**PROBLEM REQUIREMENTS**
In the records below, find the line that contains "the accepted range" and the line that contains "a command acknowledgement". Set down exactly those lines and every line between them, and nothing more.

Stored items
# # # # # # #

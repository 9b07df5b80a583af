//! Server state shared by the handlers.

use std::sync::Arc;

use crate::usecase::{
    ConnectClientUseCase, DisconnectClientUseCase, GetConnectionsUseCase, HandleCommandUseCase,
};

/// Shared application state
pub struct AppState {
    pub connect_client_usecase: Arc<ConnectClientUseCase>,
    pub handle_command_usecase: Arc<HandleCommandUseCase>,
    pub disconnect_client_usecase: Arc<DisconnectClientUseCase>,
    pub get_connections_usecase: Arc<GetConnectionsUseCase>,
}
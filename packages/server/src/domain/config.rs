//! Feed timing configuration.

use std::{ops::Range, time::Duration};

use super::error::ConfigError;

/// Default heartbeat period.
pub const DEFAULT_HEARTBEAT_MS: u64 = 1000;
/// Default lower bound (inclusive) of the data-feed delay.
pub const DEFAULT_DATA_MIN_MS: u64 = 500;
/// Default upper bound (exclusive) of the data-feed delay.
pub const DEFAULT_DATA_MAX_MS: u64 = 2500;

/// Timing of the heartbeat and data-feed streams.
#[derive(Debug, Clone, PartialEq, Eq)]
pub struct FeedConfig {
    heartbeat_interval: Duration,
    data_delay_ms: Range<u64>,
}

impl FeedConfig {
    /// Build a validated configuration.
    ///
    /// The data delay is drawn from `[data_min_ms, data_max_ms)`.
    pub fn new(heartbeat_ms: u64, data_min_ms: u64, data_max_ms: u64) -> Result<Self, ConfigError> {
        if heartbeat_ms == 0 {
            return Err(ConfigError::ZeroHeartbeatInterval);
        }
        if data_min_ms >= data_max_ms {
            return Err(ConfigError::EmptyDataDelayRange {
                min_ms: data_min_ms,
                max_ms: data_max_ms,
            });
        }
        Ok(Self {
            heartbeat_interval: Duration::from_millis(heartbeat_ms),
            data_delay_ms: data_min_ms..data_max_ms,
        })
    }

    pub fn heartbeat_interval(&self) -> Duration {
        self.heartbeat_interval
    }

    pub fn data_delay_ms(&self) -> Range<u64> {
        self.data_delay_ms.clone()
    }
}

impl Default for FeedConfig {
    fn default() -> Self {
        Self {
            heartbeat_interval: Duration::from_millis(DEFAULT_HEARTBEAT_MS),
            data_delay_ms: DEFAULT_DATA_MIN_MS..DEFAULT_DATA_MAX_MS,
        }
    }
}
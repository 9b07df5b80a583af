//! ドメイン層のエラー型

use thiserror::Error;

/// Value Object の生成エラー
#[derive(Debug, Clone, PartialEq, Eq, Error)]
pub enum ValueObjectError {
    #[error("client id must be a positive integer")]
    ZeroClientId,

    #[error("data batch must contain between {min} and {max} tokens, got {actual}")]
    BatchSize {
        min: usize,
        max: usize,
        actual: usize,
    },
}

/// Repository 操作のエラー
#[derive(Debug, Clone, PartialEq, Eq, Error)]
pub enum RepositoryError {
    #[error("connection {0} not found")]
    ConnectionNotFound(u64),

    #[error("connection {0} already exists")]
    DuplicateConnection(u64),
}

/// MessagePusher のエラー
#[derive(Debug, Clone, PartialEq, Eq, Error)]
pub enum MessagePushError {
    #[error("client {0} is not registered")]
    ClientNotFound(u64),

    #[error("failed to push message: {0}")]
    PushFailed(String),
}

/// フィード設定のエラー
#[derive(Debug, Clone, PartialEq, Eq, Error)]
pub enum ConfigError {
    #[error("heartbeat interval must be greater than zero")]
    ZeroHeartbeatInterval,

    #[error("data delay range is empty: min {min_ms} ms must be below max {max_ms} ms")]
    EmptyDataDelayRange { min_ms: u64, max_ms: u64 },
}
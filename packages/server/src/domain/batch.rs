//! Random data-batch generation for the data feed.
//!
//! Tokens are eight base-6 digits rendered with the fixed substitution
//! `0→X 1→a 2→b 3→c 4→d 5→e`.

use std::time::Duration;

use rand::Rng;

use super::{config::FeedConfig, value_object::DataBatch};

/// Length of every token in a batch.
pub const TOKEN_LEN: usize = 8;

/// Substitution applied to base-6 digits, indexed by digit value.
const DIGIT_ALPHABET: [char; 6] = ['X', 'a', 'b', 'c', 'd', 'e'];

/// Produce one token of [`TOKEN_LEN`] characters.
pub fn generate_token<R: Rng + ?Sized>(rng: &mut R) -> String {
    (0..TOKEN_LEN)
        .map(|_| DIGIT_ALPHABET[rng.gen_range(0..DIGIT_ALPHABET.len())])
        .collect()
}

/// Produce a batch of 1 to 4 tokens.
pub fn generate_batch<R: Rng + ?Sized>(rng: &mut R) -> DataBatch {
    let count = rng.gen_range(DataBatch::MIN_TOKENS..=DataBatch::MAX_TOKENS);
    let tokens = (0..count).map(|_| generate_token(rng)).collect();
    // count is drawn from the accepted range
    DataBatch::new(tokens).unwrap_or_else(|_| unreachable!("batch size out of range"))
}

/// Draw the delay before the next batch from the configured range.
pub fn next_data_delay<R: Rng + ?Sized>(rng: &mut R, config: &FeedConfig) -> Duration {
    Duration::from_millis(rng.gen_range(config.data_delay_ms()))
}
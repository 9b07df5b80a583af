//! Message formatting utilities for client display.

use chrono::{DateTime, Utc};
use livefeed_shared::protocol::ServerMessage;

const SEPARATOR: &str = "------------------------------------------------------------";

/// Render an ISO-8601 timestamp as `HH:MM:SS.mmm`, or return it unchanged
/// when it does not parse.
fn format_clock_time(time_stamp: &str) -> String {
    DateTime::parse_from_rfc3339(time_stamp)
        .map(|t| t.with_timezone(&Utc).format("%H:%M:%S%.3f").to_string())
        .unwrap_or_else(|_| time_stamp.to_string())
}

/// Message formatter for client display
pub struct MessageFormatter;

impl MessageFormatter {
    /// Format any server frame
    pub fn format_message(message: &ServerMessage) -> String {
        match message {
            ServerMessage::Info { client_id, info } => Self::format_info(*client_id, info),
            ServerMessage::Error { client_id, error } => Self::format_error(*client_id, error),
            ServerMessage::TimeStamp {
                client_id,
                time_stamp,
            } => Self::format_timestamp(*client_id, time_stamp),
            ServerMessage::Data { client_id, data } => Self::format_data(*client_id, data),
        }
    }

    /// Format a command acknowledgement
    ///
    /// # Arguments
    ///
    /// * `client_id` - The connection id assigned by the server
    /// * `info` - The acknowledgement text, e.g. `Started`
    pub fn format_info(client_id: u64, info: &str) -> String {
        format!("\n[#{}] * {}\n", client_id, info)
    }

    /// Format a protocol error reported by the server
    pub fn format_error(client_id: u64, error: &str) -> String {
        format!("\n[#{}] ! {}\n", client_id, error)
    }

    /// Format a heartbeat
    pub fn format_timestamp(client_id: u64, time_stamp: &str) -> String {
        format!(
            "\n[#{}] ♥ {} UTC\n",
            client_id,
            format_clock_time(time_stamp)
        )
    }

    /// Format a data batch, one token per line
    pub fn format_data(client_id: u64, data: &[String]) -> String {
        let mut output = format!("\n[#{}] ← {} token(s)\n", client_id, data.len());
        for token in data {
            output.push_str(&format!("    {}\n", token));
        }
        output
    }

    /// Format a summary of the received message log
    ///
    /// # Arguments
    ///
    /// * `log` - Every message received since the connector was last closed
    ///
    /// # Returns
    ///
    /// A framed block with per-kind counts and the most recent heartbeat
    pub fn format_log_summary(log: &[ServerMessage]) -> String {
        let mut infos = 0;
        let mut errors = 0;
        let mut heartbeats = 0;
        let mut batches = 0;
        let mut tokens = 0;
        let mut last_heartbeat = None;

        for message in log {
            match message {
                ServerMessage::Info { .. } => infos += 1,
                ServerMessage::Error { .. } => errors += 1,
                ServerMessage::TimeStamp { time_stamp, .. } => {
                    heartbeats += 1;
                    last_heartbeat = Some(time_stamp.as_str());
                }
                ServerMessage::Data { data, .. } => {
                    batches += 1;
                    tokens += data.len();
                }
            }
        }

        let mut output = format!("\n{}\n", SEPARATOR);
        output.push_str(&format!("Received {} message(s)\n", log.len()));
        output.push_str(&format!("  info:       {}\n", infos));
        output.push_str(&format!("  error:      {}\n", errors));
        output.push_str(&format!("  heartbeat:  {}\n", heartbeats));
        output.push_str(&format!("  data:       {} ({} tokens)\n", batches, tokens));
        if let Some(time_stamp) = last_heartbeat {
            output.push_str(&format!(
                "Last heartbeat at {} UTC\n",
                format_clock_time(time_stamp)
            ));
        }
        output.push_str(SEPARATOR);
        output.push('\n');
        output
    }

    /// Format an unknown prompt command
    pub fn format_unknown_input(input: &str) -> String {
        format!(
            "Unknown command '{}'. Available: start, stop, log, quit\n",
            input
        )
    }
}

# # # # # # #

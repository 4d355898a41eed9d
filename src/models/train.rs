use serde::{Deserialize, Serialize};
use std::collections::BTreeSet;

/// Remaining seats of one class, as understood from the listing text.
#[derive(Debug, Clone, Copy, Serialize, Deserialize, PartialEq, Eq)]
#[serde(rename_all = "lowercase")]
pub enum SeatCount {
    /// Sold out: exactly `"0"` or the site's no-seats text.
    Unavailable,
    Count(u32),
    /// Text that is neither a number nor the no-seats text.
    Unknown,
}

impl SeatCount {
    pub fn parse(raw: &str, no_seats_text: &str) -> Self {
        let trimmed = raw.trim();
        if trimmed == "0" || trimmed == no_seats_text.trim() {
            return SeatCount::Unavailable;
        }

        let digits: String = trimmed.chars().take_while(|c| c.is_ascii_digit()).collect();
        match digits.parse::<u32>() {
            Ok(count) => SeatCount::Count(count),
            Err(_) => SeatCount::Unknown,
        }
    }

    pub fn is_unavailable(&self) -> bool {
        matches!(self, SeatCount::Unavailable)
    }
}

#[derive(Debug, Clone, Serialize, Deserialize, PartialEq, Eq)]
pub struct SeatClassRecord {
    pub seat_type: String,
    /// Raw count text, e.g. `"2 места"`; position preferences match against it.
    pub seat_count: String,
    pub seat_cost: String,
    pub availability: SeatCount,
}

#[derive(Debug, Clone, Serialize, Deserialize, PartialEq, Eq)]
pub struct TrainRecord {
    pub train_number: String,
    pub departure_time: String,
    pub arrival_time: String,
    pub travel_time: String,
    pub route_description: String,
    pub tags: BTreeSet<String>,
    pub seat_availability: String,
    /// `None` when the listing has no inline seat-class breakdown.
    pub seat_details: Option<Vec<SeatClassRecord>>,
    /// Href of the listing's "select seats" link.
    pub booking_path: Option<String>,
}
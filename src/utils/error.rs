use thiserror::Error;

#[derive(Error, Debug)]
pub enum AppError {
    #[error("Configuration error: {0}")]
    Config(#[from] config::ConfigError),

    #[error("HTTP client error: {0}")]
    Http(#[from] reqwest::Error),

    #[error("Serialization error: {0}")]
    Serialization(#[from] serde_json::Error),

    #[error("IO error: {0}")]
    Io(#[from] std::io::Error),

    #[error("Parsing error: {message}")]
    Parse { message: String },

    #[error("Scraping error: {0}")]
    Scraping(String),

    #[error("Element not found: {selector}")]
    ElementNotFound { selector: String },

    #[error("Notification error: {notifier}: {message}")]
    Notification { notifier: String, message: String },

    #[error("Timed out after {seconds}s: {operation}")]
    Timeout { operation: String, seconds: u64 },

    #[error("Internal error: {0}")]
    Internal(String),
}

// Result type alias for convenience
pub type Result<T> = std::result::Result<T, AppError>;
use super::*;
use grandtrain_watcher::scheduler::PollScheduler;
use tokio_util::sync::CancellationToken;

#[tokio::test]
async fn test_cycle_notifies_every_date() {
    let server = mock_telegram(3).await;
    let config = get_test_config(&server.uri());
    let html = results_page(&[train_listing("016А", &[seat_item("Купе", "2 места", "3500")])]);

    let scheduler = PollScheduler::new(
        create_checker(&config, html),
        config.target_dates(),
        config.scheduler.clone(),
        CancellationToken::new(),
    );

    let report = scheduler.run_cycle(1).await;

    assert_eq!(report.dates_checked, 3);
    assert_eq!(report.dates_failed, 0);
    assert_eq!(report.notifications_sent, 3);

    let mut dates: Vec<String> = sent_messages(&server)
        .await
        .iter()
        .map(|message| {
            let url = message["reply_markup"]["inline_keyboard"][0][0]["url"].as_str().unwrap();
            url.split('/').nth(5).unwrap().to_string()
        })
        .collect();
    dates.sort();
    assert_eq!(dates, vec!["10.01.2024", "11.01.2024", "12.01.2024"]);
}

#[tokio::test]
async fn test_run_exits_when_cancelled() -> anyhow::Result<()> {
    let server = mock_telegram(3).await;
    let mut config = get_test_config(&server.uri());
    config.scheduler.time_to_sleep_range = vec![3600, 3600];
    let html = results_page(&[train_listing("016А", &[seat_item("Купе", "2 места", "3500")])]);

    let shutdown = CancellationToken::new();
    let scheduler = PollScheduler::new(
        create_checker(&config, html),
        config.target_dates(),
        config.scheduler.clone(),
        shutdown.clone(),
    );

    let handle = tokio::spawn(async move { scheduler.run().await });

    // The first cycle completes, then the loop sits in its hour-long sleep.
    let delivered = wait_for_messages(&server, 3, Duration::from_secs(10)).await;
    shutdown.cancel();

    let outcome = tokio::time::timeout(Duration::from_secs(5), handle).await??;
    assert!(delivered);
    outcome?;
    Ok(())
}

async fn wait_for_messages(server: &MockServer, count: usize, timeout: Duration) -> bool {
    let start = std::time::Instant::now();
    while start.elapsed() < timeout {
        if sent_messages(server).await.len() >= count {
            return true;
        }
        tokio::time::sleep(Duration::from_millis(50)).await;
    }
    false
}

# # # # # # #

**RESPONSE TO THE TASK**
    // count is drawn from the accepted range
    DataBatch::new(tokens).unwrap_or_else(|_| unreachable!("batch size out of range"))
}

/// Draw the delay before the next batch from the configured range.
pub fn next_data_delay<R: Rng + ?Sized>(rng: &mut R, config: &FeedConfig) -> Duration {
    Duration::from_millis(rng.gen_range(config.data_delay_ms()))
}
repository 9b07df5b80a583af
//! Message formatting utilities for client display.

use chrono::{DateTime, Utc};
use livefeed_shared::protocol::ServerMessage;

const SEPARATOR: &str = "------------------------------------------------------------";

/// Render an ISO-8601 timestamp as `HH:MM:SS.mmm`, or return it unchanged
/// when it does not parse.
fn format_clock_time(time_stamp: &str) -> String {
    DateTime::parse_from_rfc3339(time_stamp)
        .map(|t| t.with_timezone(&Utc).format("%H:%M:%S%.3f").to_string())
        .unwrap_or_else(|_| time_stamp.to_string())
}

/// Message formatter for client display
pub struct MessageFormatter;

impl MessageFormatter {
    /// Format any server frame
    pub fn format_message(message: &ServerMessage) -> String {
        match message {
            ServerMessage::Info { client_id, info } => Self::format_info(*client_id, info),
            ServerMessage::Error { client_id, error } => Self::format_error(*client_id, error),
            ServerMessage::TimeStamp {
                client_id,
                time_stamp,
            } => Self::format_timestamp(*client_id, time_stamp),
            ServerMessage::Data { client_id, data } => Self::format_data(*client_id, data),
        }
    }

    /// Format a command acknowledgement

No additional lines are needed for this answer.